How user reaches intended URL?

.

Pratham Mittal
8 min readJul 6, 2023

1. Type https://www.example.co.uk into your browser.

2. The browser will reach and check all possible caches/servers

The browser will reach and check all possible caches/servers for a DNS record to find the corresponding IP address of https://www.example.co.uk as machines are good with number convention just like humans are good with naming convention.

DNS(Domain Name System) is a database that maintains the mapping of Domain name with their linked IP address. The IP address belongs to the machine that hosts the server of the website we are requesting to access.

For example, www.google.com has an IP address of 142.250.206.100. So we can reach www.google.com directly by typing https://142.250.206.100 on your browser.There can be a case you might encounter (Direct IP access not allowed) as due to limited IPv4 addresses, server hosts more than 1 website on single IP.

It is easier to remember the name of the website using a URL and let DNS do the work for us by mapping it to the correct IP. To start the process, browser firstly checks all possible caches at different levels.

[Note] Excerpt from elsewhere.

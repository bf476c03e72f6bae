//! Maps weather-layer failures to vindex_core::AppError for consistent user-facing messages.

mod weather;

pub use weather::IntoAppError;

Caching is very necessary for faster data fetching thus preventing any type of latency.

● Browser Cache: It firstly checks the browser cache as browser caches DNS records for some time for websites you have previously visited and most visited.

● OS Cache: Browser then checks the OS cache by making a system call (hosts file in Windows/Linux/Mac ) to your underlying computer OS to fetch the record since the OS also maintains a cache of DNS records.

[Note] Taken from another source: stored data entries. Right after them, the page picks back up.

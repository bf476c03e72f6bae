//! Application services built once from [`Config`].
//!
//! Holds the shared provider, cache, preference store and sync mediator, and
//! hands out view models wired to them. Everything is passed explicitly; there
//! is no global registry.

use std::sync::Arc;
use std::time::Duration;

use tokio::task::JoinHandle;
use tokio_util::sync::CancellationToken;

use vindex_core::{AppError, Config, ConfigError};
use vindex_weather::{
    Coordinates, ForecastStore, LocationTracker, RetryConfig, SettingsStore, SyncMediator,
    SyncScheduler, WeatherProvider,
};

use crate::dashboard::DashboardViewModel;
use crate::error_mapping::IntoAppError;
use crate::search::SearchViewModel;

/// Source type used by the running application.
pub type SharedProvider = Arc<WeatherProvider>;

pub struct AppServices {
    config: Config,
    provider: SharedProvider,
    settings: Arc<SettingsStore>,
    mediator: Arc<SyncMediator<SharedProvider>>,
    shutdown: CancellationToken,
}

impl AppServices {
    /// Open the on-disk cache and build the HTTP client.
    pub fn from_config(config: Config) -> Result<Self, AppError> {
        let path = &config.cache.database_path;
        let store = ForecastStore::open(path).map_err(IntoAppError::into_app_error)?;
        let settings = SettingsStore::open(path).map_err(IntoAppError::into_app_error)?;
        tracing::info!("Weather cache at {}", path.display());
        Self::with_stores(config, store, settings)
    }

    /// Same wiring over in-memory stores.
    pub fn in_memory(config: Config) -> Result<Self, AppError> {
        let store = ForecastStore::in_memory().map_err(IntoAppError::into_app_error)?;
        let settings = SettingsStore::in_memory().map_err(IntoAppError::into_app_error)?;
        Self::with_stores(config, store, settings)
    }

    fn with_stores(
        config: Config,
        store: ForecastStore,
        settings: SettingsStore,
    ) -> Result<Self, AppError> {
        let validation = config.validate();
        if !validation.is_valid() {
            return Err(ConfigError::Invalid(validation.error_summary()).into());
        }
        if !config.api.is_configured() {
            return Err(ConfigError::MissingSetting("api.api_key".to_string()).into());
        }

        let timeout = Duration::from_secs(config.api.timeout_secs);
        let provider = WeatherProvider::new(
            &config.api.base_url,
            &config.api.effective_api_key(),
            timeout,
        )
        .map_err(IntoAppError::into_app_error)?;
        let provider = Arc::new(provider);

        let mediator = Arc::new(SyncMediator::new(Arc::clone(&provider), Arc::new(store)));

        Ok(Self {
            config,
            provider,
            settings: Arc::new(settings),
            mediator,
            shutdown: CancellationToken::new(),
        })
    }

    pub fn config(&self) -> &Config {
        &self.config
    }

    pub fn mediator(&self) -> &Arc<SyncMediator<SharedProvider>> {
        &self.mediator
    }

    pub fn settings(&self) -> &Arc<SettingsStore> {
        &self.settings
    }

    pub fn store(&self) -> &Arc<ForecastStore> {
        self.mediator.store()
    }

    pub fn default_coordinates(&self) -> Coordinates {
        Coordinates::new(
            self.config.location.default_latitude,
            self.config.location.default_longitude,
        )
    }

    pub fn dashboard<L: LocationTracker>(
        &self,
        tracker: L,
    ) -> DashboardViewModel<SharedProvider, L> {
        DashboardViewModel::new(
            Arc::clone(&self.mediator),
            Arc::clone(&self.settings),
            tracker,
            self.default_coordinates(),
            self.config.cache.page_size,
        )
    }

    pub fn search(&self) -> SearchViewModel {
        SearchViewModel::new(
            Arc::clone(&self.provider),
            Duration::from_millis(self.config.search.debounce_ms),
            self.config.search.result_limit as usize,
        )
    }

    /// Start the periodic background refresh. Stops on [`shutdown`](Self::shutdown).
    ///
    /// Without a device fix or a saved location it refreshes the configured default.
    ///
    /// Returns `None` when `sync.interval_hours` is 0.
    pub fn start_scheduler<L: LocationTracker>(&self, tracker: L) -> Option<JoinHandle<()>> {
        let sync = &self.config.sync;
        if sync.interval_hours == 0 {
            tracing::info!("Background sync disabled");
            return None;
        }
        let scheduler = SyncScheduler::new(
            Arc::clone(&self.mediator),
            tracker,
            Arc::clone(&self.settings),
        )
        .with_fallback(self.default_coordinates())
        .with_interval(Duration::from_secs(sync.interval_hours * 3600))
        .with_retry(RetryConfig::new(
            sync.max_retries,
            sync.initial_delay_ms,
            sync.max_delay_ms,
        ));
        Some(scheduler.spawn(self.shutdown.child_token()))
    }

    /// Signal background work to stop.
    pub fn shutdown(&self) {
        tracing::info!("Shutting down app services");
        self.shutdown.cancel();
    }
}

impl Drop for AppServices {
    fn drop(&mut self) {
        self.shutdown.cancel();
    }
}

#[cfg(test)]
mod tests {
    use super::*;
    use vindex_weather::{LoadState, UnavailableLocationTracker};
    use wiremock::matchers::{method, path, query_param};
    use wiremock::{Mock, MockServer, ResponseTemplate};

    fn config(base_url: &str) -> Config {
        let mut config = Config::default();
        config.api.base_url = base_url.to_string();
        config.api.api_key = "services_key".to_string();
        config
    }

    #[test]
    fn test_placeholder_key_is_rejected() {
        let mut config = Config::default();
        config.api.api_key = vindex_core::config::API_KEY_PLACEHOLDER.to_string();
        if std::env::var(vindex_core::config::API_KEY_ENV).is_ok() {
            return;
        }

        let err = AppServices::in_memory(config).err();
        assert!(matches!(err, Some(AppError::Config(ConfigError::MissingSetting(_)))));
    }

    #[test]
    fn test_invalid_config_is_rejected() {
        let mut config = config("http://127.0.0.1:9");
        config.location.default_latitude = 91.0;

        let err = AppServices::in_memory(config).err();
        assert!(matches!(
            err,
            Some(AppError::Config(ConfigError::Invalid(ref m))) if m.contains("default_latitude")
        ));
    }

    #[tokio::test]
    async fn test_dashboard_syncs_default_location() {
        let server = MockServer::start().await;
        Mock::given(method("GET"))
            .and(path("/data/2.5/forecast"))
            .and(query_param("lat", "35.6809843"))
            .and(query_param("appid", "services_key"))
            .respond_with(ResponseTemplate::new(200).set_body_json(serde_json::json!({
                "list": [
                    {"dt": 200, "main": {"temp": 10.0, "temp_min": 9.0, "temp_max": 11.0, "humidity": 70},
                     "weather": [{"main": "Rain", "icon": "10n"}], "wind": {"speed": 5.0}},
                    {"dt": 100, "main": {"temp": 12.0, "temp_min": 11.0, "temp_max": 13.0, "humidity": 65},
                     "weather": [{"main": "Clouds", "icon": "04n"}], "wind": {"speed": 4.0}}
                ],
                "city": {"name": "Tokyo", "coord": {"lat": 35.6809843, "lon": 139.7621861}}
            })))
            .mount(&server)
            .await;

        let services = AppServices::in_memory(config(&server.uri())).unwrap();
        let dashboard = services.dashboard(UnavailableLocationTracker::new());

        let result = dashboard.trigger_sync().await;
        assert!(result.is_end_of_data());
        assert_eq!(dashboard.forecast().load_state(), LoadState::Loaded);

        let mut pages = dashboard.forecast().subscribe();
        let entries = pages.load_all().unwrap();
        assert_eq!(entries.len(), 2);
        assert_eq!(entries[0].timestamp_seconds, 100);
        assert_eq!(entries[0].condition_text, "Clouds");
        assert_eq!(services.store().count().unwrap(), 2);
    }

    #[tokio::test]
    async fn test_scheduler_on_fresh_install_syncs_default_location() {
        let server = MockServer::start().await;
        Mock::given(method("GET"))
            .and(path("/data/2.5/forecast"))
            .and(query_param("lat", "35.6809843"))
            .and(query_param("lon", "139.7621861"))
            .respond_with(ResponseTemplate::new(200).set_body_json(serde_json::json!({
                "list": [
                    {"dt": 100, "main": {"temp": 12.0, "temp_min": 11.0, "temp_max": 13.0, "humidity": 65},
                     "weather": [{"main": "Clouds", "icon": "04n"}], "wind": {"speed": 4.0}}
                ],
                "city": {"name": "Tokyo", "coord": {"lat": 35.6809843, "lon": 139.7621861}}
            })))
            .mount(&server)
            .await;

        let services = AppServices::in_memory(config(&server.uri())).unwrap();
        assert_eq!(services.settings().selected_location(), None);

        let mut generation = services.store().subscribe();
        let scheduler = services
            .start_scheduler(UnavailableLocationTracker::new())
            .unwrap();

        tokio::time::timeout(Duration::from_secs(5), generation.changed())
            .await
            .unwrap()
            .unwrap();
        assert_eq!(services.store().count().unwrap(), 1);

        services.shutdown();
        scheduler.await.unwrap();
    }

    #[test]
    fn test_disabled_interval_starts_no_scheduler() {
        let mut config = config("http://127.0.0.1:9");
        config.sync.interval_hours = 0;
        let services = AppServices::in_memory(config).unwrap();
        assert!(services
            .start_scheduler(UnavailableLocationTracker::new())
            .is_none());
    }
}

● Router Cache: Browser then checks the router cache as router itself also maintains it’s own cache.

● ISP Cache: Browser at last checks the ISP (Internet Service Provider) like Airtel/Idea/Reliance cache as every ISP has its’ own DNS server, which includes a cache of DNS records.

3. Recursive search starts

If there is no luck from cache, ISP’s DNS server initiates a DNS query to find the IP address of the server that hosts www.example.co.uk.

ISP’s DNS will now follow a recursive search (means the search will repeatedly continue from one DNS server to another DNS server) until it either finds the valid IP address or returns an error response saying it was unable to find it due to which ISP DNS can also be called Recursive DNS. ISP DNS will start asking other DNS servers on the internet for an answer.

Let’s first see the domain architecture and will then understand how ISP DNS starts its further investigation.

URLs may contains a third-level domain, a second-level domain, and a top-level domain. Each of these levels contains their own name server, which is queried during the DNS lookup process.

For www.example.co.uk, first, the Recursive DNS will contact the root name server’s DNS (There are only 13 DNS root name servers in the world). The root name server will start reading URL from right side and redirect Recursive DNS to the .uk domain name server or else will provide IP address if Root name server has the same.

.uk name server will redirect Recursive DNS to the .co name server or else will provide IP address if .uk name server DNS has the same. .co name server will then redirect Recursive DNS to the example.co name server or else will provide IP address if .co name server DNS has the same. The example.co name server will find the matching IP address for www.example.co.uk in its’ DNS records and return it as authoritative answer to your Recursive DNS, which will send it back to your browser and caches in its cache as well for specific time as well.

Let’s see this from an example.

I tried nslookup (Name Server lookup to query the Domain Name System (DNS) to retrieve information about domain names, IP addresses, and DNS records.) This by-default used my local server (192.168.1.1) to get the IP address for www.google.com and same gave me the IP address as well but with Non-authoritative answer (which means my local server doesn’t take authority of correct answer)

I tried nslookup again but this time i directed nslookup to use google’s authoritative server (ns1.google.com) to fetch IP address of www.google.com and same gave me the IP address as well but this time with no Non-authoritative answer warning confirming that this IP address is correct and it’s authority of the answer as well.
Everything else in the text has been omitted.